Introduction

(derived from week 1-2 course material)

Geographical Information System (GIS) is a powerful tool in not only geography, but also multi-discipline researches. Many physical and social phenomena and processes are vary by space in nature, thus subject areas that study these phenomena or processes are connected by a common geographic component. This geographic component must be carefully considered in any study that uses spatial data, such as ecology, health geography and crime analysis. This component consists of the following perspectives:

  • where do things happen (patterns)
  • why do they happen at where they happened (processes)
  • how does where things happen affect other thingsĀ  (context, environment) and how does context affect what happens (interactions)
  • where should things be located (optimization)

The figure below is an illustration of how different subject areas are connected by geography and how different perspectives interact with others.

When exploring these perspectives, issues such as:

  • the modifiable areal unit problem (MAUP, a.k.a., spatial resolution)
  • the scale, grain and extent of a study,
  • the nature of boundaries of a study area
  • spatial dependence/heterogeneity (a.k.a., spatial autocorrelation)

are often encountered in researches. For example:

  • Different statistical results can be obtained from the same set of data when the information is grouped at different levels of spatial resolution (the scale effect).
  • Variability in statistical results is observed as a function of the various ways these units can be grouped at a given scale, and not as a result of the variation in the size of those areas (the aggregation or zoning effect).
  • As different spatial arrangements of the same data produce different results, the statistical results are not independent of the areal arrangements. Therefore, it is difficult to isolate the effects of one from the other to generalized results.

Thus, choosing appropriate scale and minimum mapping unit is the key to obtain meaningful and relatively unbiased results in a spatial analysis.

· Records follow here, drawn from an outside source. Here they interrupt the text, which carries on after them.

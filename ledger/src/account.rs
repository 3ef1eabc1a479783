//! Ledger account keys.

use guildhall_types::Address;
use serde::{Deserialize, Serialize};
use std::fmt;

/// The key of an internal ledger account.
///
/// `Guild` (the collective treasury) and `Escrow` (funds in flight: pending
/// tribute and sponsor deposits) are reserved accounts modeled as enum
/// variants rather than magic addresses, so they can never collide with a
/// real external address.
#[derive(Clone, Debug, PartialEq, Eq, Hash, Serialize, Deserialize)]
pub enum AccountKey {
    /// The collective treasury.
    Guild,
    /// Funds held pending a proposal outcome.
    Escrow,
    /// An ordinary member or applicant account.
    Member(Address),
}

impl AccountKey {
    pub fn member(address: impl Into<Address>) -> Self {
        Self::Member(address.into())
    }

    pub fn is_reserved(&self) -> bool {
        !matches!(self, Self::Member(_))
    }
}

impl fmt::Display for AccountKey {
    fn fmt(&self, f: &mut fmt::Formatter<'_>) -> fmt::Result {
        match self {
            Self::Guild => write!(f, "GUILD"),
            Self::Escrow => write!(f, "ESCROW"),
            Self::Member(addr) => write!(f, "{}", addr),
        }
    }
}
//! Timestamp type.
//!
//! Timestamps are Unix epoch seconds (UTC), supplied by the execution host.
//! Every mutating operation takes an explicit `now` — the engine never reads
//! the system clock on its own, so all behavior is replayable.

use serde::{Deserialize, Serialize};
use std::fmt;
use std::time::{SystemTime, UNIX_EPOCH};

/// A Unix timestamp in seconds since epoch (UTC).
#[derive(Clone, Copy, Debug, PartialEq, Eq, PartialOrd, Ord, Hash, Serialize, Deserialize)]
pub struct Timestamp(u64);

impl Timestamp {
    /// The epoch (time zero).
    pub const EPOCH: Self = Self(0);

    pub fn new(secs: u64) -> Self {
        Self(secs)
    }

    /// Get the current system time as a `Timestamp`. Convenience for hosts
    /// that do not carry their own clock; tests pass explicit values.
    pub fn now() -> Self {
        let secs = SystemTime::now()
            .duration_since(UNIX_EPOCH)
            .expect("system clock before Unix epoch")
            .as_secs();
        Self(secs)
    }

    pub fn as_secs(&self) -> u64 {
        self.0
    }

    /// Seconds elapsed since `earlier`, saturating at zero if this timestamp
    /// precedes it.
    pub fn seconds_since(&self, earlier: Timestamp) -> u64 {
        self.0.saturating_sub(earlier.0)
    }
}

impl fmt::Display for Timestamp {
    fn fmt(&self, f: &mut fmt::Formatter<'_>) -> fmt::Result {
        write!(f, "{}s", self.0)
    }
}
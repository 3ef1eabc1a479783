use guildhall_types::Address;
use thiserror::Error;

#[derive(Debug, Error)]
pub enum LedgerError {
    #[error("insufficient balance: needed {needed}, available {available}")]
    InsufficientBalance { needed: u128, available: u128 },

    #[error("arithmetic overflow in ledger accounting")]
    Overflow,

    #[error("token capacity exceeded: {approved} approved + {pending} pending >= max {max}")]
    CapacityExceeded {
        approved: usize,
        pending: usize,
        max: usize,
    },

    #[error("token {0} appears more than once in the genesis list")]
    DuplicateToken(Address),

    #[error("token {0} is already approved")]
    AlreadyApproved(Address),

    #[error("the zero address is not a valid token")]
    ZeroTokenAddress,

    #[error("at least one approved token is required")]
    EmptyTokenList,

    #[error("external transfer failed: {0}")]
    ExternalTransfer(String),
}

The following pages will demonstrate applications of GIScience in ecology, health geography and crime with focus on exploring different geographic perspectives and addressing issues discussed above.

 

Application Example (Lab 1)

Mapping clusters is a commonly used method to discover spatial pattern in geographic data. Hotspot Analysis tells whether and where significant clusters exist. The map below is the hotspot analysis result for heart disease mortality rate in Southern United States in 2016.

In this map, a county in red represents a statistically significant hot spot where a high value (heart disease mortality rate) is surrounded by neighbor counties with high values as well. In contrast, a county in blue represents a statistically significant cold spot where a low value is surrounded by neighbors with low value. On the other hand, no spatial clustering detected in yellow areas.

To create this map using ArcMap, heart disease data from 1999 to 2016 were downloaded from CDC Wonder(only 2016 data is displayed in this map), and Model Builder function was used to automate the process that import data of each year into individual feature classes . Hotspot Analysis tool (in conjunction with Model Builder for iteration) was then performed to general maps.

This pattern may relate to the topographic conditions of regions. Regions with high elevation tend to have high heart disease mortality rate as the largest hot spot (the intersection between Virginia, West Virginia and Kentucky) roughly fits in the Great Valley area.